WHAT IS REQUIRED: For the string "RagKindConfig", search the entries below and copy every line where it appears.

(Saved entries)
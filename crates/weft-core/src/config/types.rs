use std::collections::HashMap;
use std::time::Duration;

use serde::{Deserialize, Serialize};
use weft_memory::{IngestionLimits, RetryPolicy, VectorStoreConfig};

use crate::assistant::{AssistantSpec, DEFAULT_MAX_HISTORY};

#[derive(Debug, Clone, Default, PartialEq, Deserialize, Serialize)]
pub struct Config {
    #[serde(default)]
    pub llm: LlmConfig,
    #[serde(default)]
    pub assistant: AssistantDefaults,
    #[serde(default)]
    pub embedding: EmbeddingConfig,
    #[serde(default)]
    pub vector_store: VectorStoreConfig,
    #[serde(default)]
    pub ingestion: IngestionConfig,
    #[serde(default, skip_serializing_if = "Vec::is_empty")]
    pub assistants: Vec<AssistantConfig>,
}

/// LLM provider backend selector.
#[derive(Debug, Clone, Copy, Default, PartialEq, Eq, Deserialize, Serialize)]
#[serde(rename_all = "lowercase")]
pub enum ProviderKind {
    #[default]
    Ollama,
    OpenAi,
    Compatible,
}

impl ProviderKind {
    #[must_use]
    pub fn as_str(self) -> &'static str {
        match self {
            Self::Ollama => "ollama",
            Self::OpenAi => "openai",
            Self::Compatible => "compatible",
        }
    }
}

impl std::fmt::Display for ProviderKind {
    fn fmt(&self, f: &mut std::fmt::Formatter<'_>) -> std::fmt::Result {
        f.write_str(self.as_str())
    }
}

fn default_base_url() -> String {
    "http://localhost:11434".into()
}

fn default_model() -> String {
    "llama3.2".into()
}

fn default_embedding_model() -> String {
    "nomic-embed-text".into()
}

fn default_max_tokens() -> u32 {
    1024
}

#[derive(Debug, Clone, PartialEq, Deserialize, Serialize)]
pub struct LlmConfig {
    #[serde(default)]
    pub provider: ProviderKind,
    #[serde(default = "default_base_url")]
    pub base_url: String,
    #[serde(default = "default_model")]
    pub model: String,
    #[serde(default = "default_embedding_model")]
    pub embedding_model: String,
    #[serde(default = "default_max_tokens")]
    pub max_tokens: u32,
    /// Only needed for `openai` and `compatible`. Prefer `WEFT_LLM_API_KEY`.
    #[serde(default, skip_serializing)]
    pub api_key: Option<String>,
}

impl Default for LlmConfig {
    fn default() -> Self {
        Self {
            provider: ProviderKind::default(),
            base_url: default_base_url(),
            model: default_model(),
            embedding_model: default_embedding_model(),
            max_tokens: default_max_tokens(),
            api_key: None,
        }
    }
}

fn default_max_history() -> usize {
    DEFAULT_MAX_HISTORY
}

fn default_rag_timeout_secs() -> u64 {
    30
}

/// Settings shared by every assistant unless overridden per assistant.
#[derive(Debug, Clone, PartialEq, Eq, Deserialize, Serialize)]
pub struct AssistantDefaults {
    #[serde(default = "default_max_history")]
    pub max_history: usize,
    #[serde(default = "default_rag_timeout_secs")]
    pub rag_timeout_secs: u64,
    /// Save conversations to the SQLite store and restore them at startup.
    #[serde(default)]
    pub persist_history: bool,
}

impl Default for AssistantDefaults {
    fn default() -> Self {
        Self {
            max_history: default_max_history(),
            rag_timeout_secs: default_rag_timeout_secs(),
            persist_history: false,
        }
    }
}

impl AssistantDefaults {
    #[must_use]
    pub fn rag_timeout(&self) -> Duration {
        Duration::from_secs(self.rag_timeout_secs)
    }
}

fn default_chunk_size() -> usize {
    500
}

fn default_chunk_overlap() -> usize {
    50
}

fn default_batch_size() -> usize {
    64
}

fn default_max_attempts() -> u32 {
    3
}

fn default_base_delay_ms() -> u64 {
    4000
}

fn default_max_delay_ms() -> u64 {
    10_000
}

#[derive(Debug, Clone, Copy, Default, PartialEq, Eq, Deserialize, Serialize)]
#[serde(rename_all = "lowercase")]
pub enum ChunkingMode {
    #[default]
    Tokens,
    Semantic,
}

#[derive(Debug, Clone, PartialEq, Eq, Deserialize, Serialize)]
pub struct EmbeddingConfig {
    #[serde(default = "default_chunk_size")]
    pub chunk_size: usize,
    #[serde(default = "default_chunk_overlap")]
    pub chunk_overlap: usize,
    #[serde(default)]
    pub chunking: ChunkingMode,
    #[serde(default = "default_batch_size")]
    pub batch_size: usize,
    #[serde(default = "default_max_attempts")]
    pub max_attempts: u32,
    #[serde(default = "default_base_delay_ms")]
    pub base_delay_ms: u64,
    #[serde(default = "default_max_delay_ms")]
    pub max_delay_ms: u64,
}

impl Default for EmbeddingConfig {
    fn default() -> Self {
        Self {
            chunk_size: default_chunk_size(),
            chunk_overlap: default_chunk_overlap(),
            chunking: ChunkingMode::default(),
            batch_size: default_batch_size(),
            max_attempts: default_max_attempts(),
            base_delay_ms: default_base_delay_ms(),
            max_delay_ms: default_max_delay_ms(),
        }
    }
}

impl EmbeddingConfig {
    #[must_use]
    pub fn retry_policy(&self) -> RetryPolicy {
        RetryPolicy {
            max_attempts: self.max_attempts.max(1),
            base_delay: Duration::from_millis(self.base_delay_ms),
            max_delay: Duration::from_millis(self.max_delay_ms),
        }
    }
}

fn default_max_file_size() -> u64 {
    IngestionLimits::default().max_file_size
}

fn default_allowed_extensions() -> Vec<String> {
    IngestionLimits::default().allowed_extensions
}

fn default_sqlite_path() -> String {
    "data/weft.db".into()
}

fn default_owner() -> String {
    "local".into()
}

#[derive(Debug, Clone, PartialEq, Eq, Deserialize, Serialize)]
pub struct IngestionConfig {
    #[serde(default = "default_max_file_size")]
    pub max_file_size: u64,
    #[serde(default = "default_allowed_extensions")]
    pub allowed_extensions: Vec<String>,
    #[serde(default = "default_sqlite_path")]
    pub sqlite_path: String,
    #[serde(default = "default_owner")]
    pub default_owner: String,
}

impl Default for IngestionConfig {
    fn default() -> Self {
        Self {
            max_file_size: default_max_file_size(),
            allowed_extensions: default_allowed_extensions(),
            sqlite_path: default_sqlite_path(),
            default_owner: default_owner(),
        }
    }
}

impl IngestionConfig {
    #[must_use]
    pub fn limits(&self) -> IngestionLimits {
        IngestionLimits {
            max_file_size: self.max_file_size,
            allowed_extensions: self.allowed_extensions.clone(),
        }
    }
}

/// One `[[assistants]]` entry.
#[derive(Debug, Clone, PartialEq, Deserialize, Serialize)]
pub struct AssistantConfig {
    pub name: String,
    #[serde(default)]
    pub system_message: Option<String>,
    /// Overrides `llm.provider` for this assistant.
    #[serde(default)]
    pub provider: Option<ProviderKind>,
    /// Overrides `llm.model` for this assistant.
    #[serde(default)]
    pub model: Option<String>,
    /// Overrides `assistant.max_history`.
    #[serde(default)]
    pub max_history: Option<usize>,
    #[serde(default)]
    pub options: HashMap<String, serde_json::Value>,
    #[serde(default)]
    pub rag: Vec<RagBindingConfig>,
}

impl AssistantConfig {
    #[must_use]
    pub fn to_spec(&self, defaults: &AssistantDefaults) -> AssistantSpec {
        AssistantSpec {
            name: self.name.clone(),
            system_message: self.system_message.clone(),
            options: self.options.clone(),
            max_history: self.max_history.unwrap_or(defaults.max_history),
        }
    }
}

fn default_weight() -> f32 {
    1.0
}

fn default_enabled() -> bool {
    true
}

#[derive(Debug, Clone, PartialEq, Deserialize, Serialize)]
pub struct RagBindingConfig {
    pub name: String,
    #[serde(default = "default_weight")]
    pub weight: f32,
    #[serde(default = "default_enabled")]
    pub enabled: bool,
    #[serde(flatten)]
    pub kind: RagKindConfig,
}

#[derive(Debug, Clone, PartialEq, Deserialize, Serialize)]
#[serde(tag = "kind", rename_all = "lowercase")]
pub enum RagKindConfig {
    Keyword {
        #[serde(default)]
        documents: Vec<InlineDocument>,
    },
    /// Searches the shared vector store.
    Vector {
        #[serde(default)]
        top_k: Option<usize>,
    },
}

#[derive(Debug, Clone, PartialEq, Eq, Deserialize, Serialize)]
pub struct InlineDocument {
    pub id: String,
    pub content: String,
}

ANSWER FOR THIS EXERCISE:
    pub kind: RagKindConfig,
pub enum RagKindConfig {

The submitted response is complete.